Disposiciones del Banco Central

Medidas PRO bancarización: una de cal y otra de arena para los clientes

Desde el 1 de árbol las cajas de ahorro serán gratuitas, así como las transferencias por cajero automático o home banking. Pero suben otras comisiones. Los que nunca pierden.

La caja de ahorro, la cuenta más sencilla para que una persona pueda ingresar al sistema bancario,   conlleva un costo que ronda entre los $35 y los $150, en una oferta muy variada de acuerdo al banco que la otorga y las prestaciones que tenga el cliente con la entidad, por ejemplo, un plazo fijo, una tarjeta de crédito u otros productos bancarios.

 

Pero el Banco Central estableció que desde el próximo 1 de abril estas cuentas serán gratuitas, como así también todas las transferencias hechas por personas, cualquiera sea su monto, según las disposiciones establecidas a través de las comunicaciones A 5927 y A 5928.

 

Para equilibrar y no dejar con las manos vacías a los bancos, la autoridad monetaria, conducida por el macrista Federico Sturzenegger, autorizó a las entidades bancarias a incrementar las comisiones que cobran a sus clientes hasta un máximo del 20%. En definitiva, una de cal y otra de arena para el cliente bancario, porque lo que se ahorra por un lado se lo cobran por el otro.

 

Voceros del Central indicaron que la medida apunta a profundizar la bancarización de la sociedad y la transparencia del sistema financiero.
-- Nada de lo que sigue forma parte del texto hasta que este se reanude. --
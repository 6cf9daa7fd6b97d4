use encoding_rs::Encoding;
use html5ever::serialize::{serialize, SerializeOpts, TraversalScope};
use markup5ever_rcdom::{Handle, SerializableHandle};

use crate::error::{EngineError, EngineResult};

/// 序列化整个文档，按 `document_encoding` 重新编码
pub fn serialize_document(document: &Handle, document_encoding: &str) -> EngineResult<Vec<u8>> {
    let mut buf: Vec<u8> = Vec::new();
    let serializable: SerializableHandle = document.clone().into();
    serialize(&mut buf, &serializable, SerializeOpts::default())
        .map_err(|e| EngineError::Serialization(format!("cannot serialize DOM: {}", e)))?;

    if !document_encoding.is_empty() {
        if let Some(encoding) = Encoding::for_label(document_encoding.as_bytes()) {
            if encoding != encoding_rs::UTF_8 {
                let s: &str = &String::from_utf8_lossy(&buf);
                let (data, _, _) = encoding.encode(s);
                buf = data.to_vec();
            }
        }
    }

    Ok(buf)
}

/// 元素的 innerHTML
pub fn inner_html(node: &Handle) -> EngineResult<String> {
    let mut buf: Vec<u8> = Vec::new();
    let serializable: SerializableHandle = node.clone().into();
    let opts = SerializeOpts {
        traversal_scope: TraversalScope::ChildrenOnly(None),
        ..Default::default()
    };
    serialize(&mut buf, &serializable, opts)
        .map_err(|e| EngineError::Serialization(format!("cannot serialize element: {}", e)))?;
    Ok(String::from_utf8_lossy(&buf).into_owned())
}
Asimismo, adelantaron que habrá mayor competencia entre bancos y será más fácil migrar de una entidad hacia otra con mejores condiciones; todos argumentos repetidos hasta el cansancio desde la apertura comercial y financiera de los ’90, sólo interrumpida en la explosiva etapa signada por la secuencia default- corralito-corralón-trueque-cuasimonedas de 2001/2002.

 

En rigor de verdad, la caja de ahorro es un contrato bancario que no está regulado en la legislación de fondo, según se desprende de información que brindan distintos organismos de defensa del consumidor, por lo que los bancos se ajustan a las directivas que determina arbitrariamente el Banco Central.

 

Cabe recordar que en 2012 el Central había creado la Cuenta Gratuita Universal, pero que tenía importantes límites y restricciones, ya que sólo podían acceder a sus beneficios de gratuidad aquellas personas que no tuvieran ningún otro producto bancario, tenía un monto de depósito tope de cuatro salarios mínimos y excluía el acceso a los titulares de cuentas sueldo y a los tenedores de tarjetas de crédito.

 

LA RENTA. Lo que no es nuevo es la búsqueda de optimizar la rentabilidad del sistema bancario, algo que no está reñido con la ley ni con el funcionamiento de una economía capitalista como la argentina, aunque es válido aclarar un par de datos: en los ’90, la banca fue uno de los sectores que obtuvo más ganancias, junto a otros relacionados con empresas de servicios. Durante el gobierno kirchnerista, la ecuación fue similar –en realidad, los bancos nunca ganaron tanto como en estos últimos doce años- pero con otros jugadores en cancha, como la “industria” del juego y las mineras (beneficiadas con leyes muy laxas que datan del menemismo).

 

Para tomar dimensión de las ganancias del sector financiero es posible señalar que, según cifras oficiales, en 2014 las entidades ganaron $ 46.000 millones, lo que significa un incremento nominal de 58% anual, muy por encima de la inflación de ese momento.

 

Ahora, la administración de Mauricio Macri entra en pugna para ver cómo reconfigura algunos sectores de la economía –no de los más productivos pero sí de lo más rentables, por cierto- como el del juego, que involucra a empresarios como Cristóbal López y Daniel Angelici.

 

Pero también aumenta considerablemente los beneficios a las mineras –que trabajan en Argentina con una laxitud en cuanto a normas medioambientales y seguridad que tienen pocos antecedentes en otros países- y de la agroindustria, a la que le hizo una fenomenal redistribución de recursos a partir de la salida del cepo y la baja y quita de retenciones.

 

Por eso, una vez un ministro de Economía dijo que “el que apuesta al dólar, pierde”. Pero el que apuesta a los bancos, las mineras, el juego y el agro puede ir preparando los bolsillos para un engorde seguro.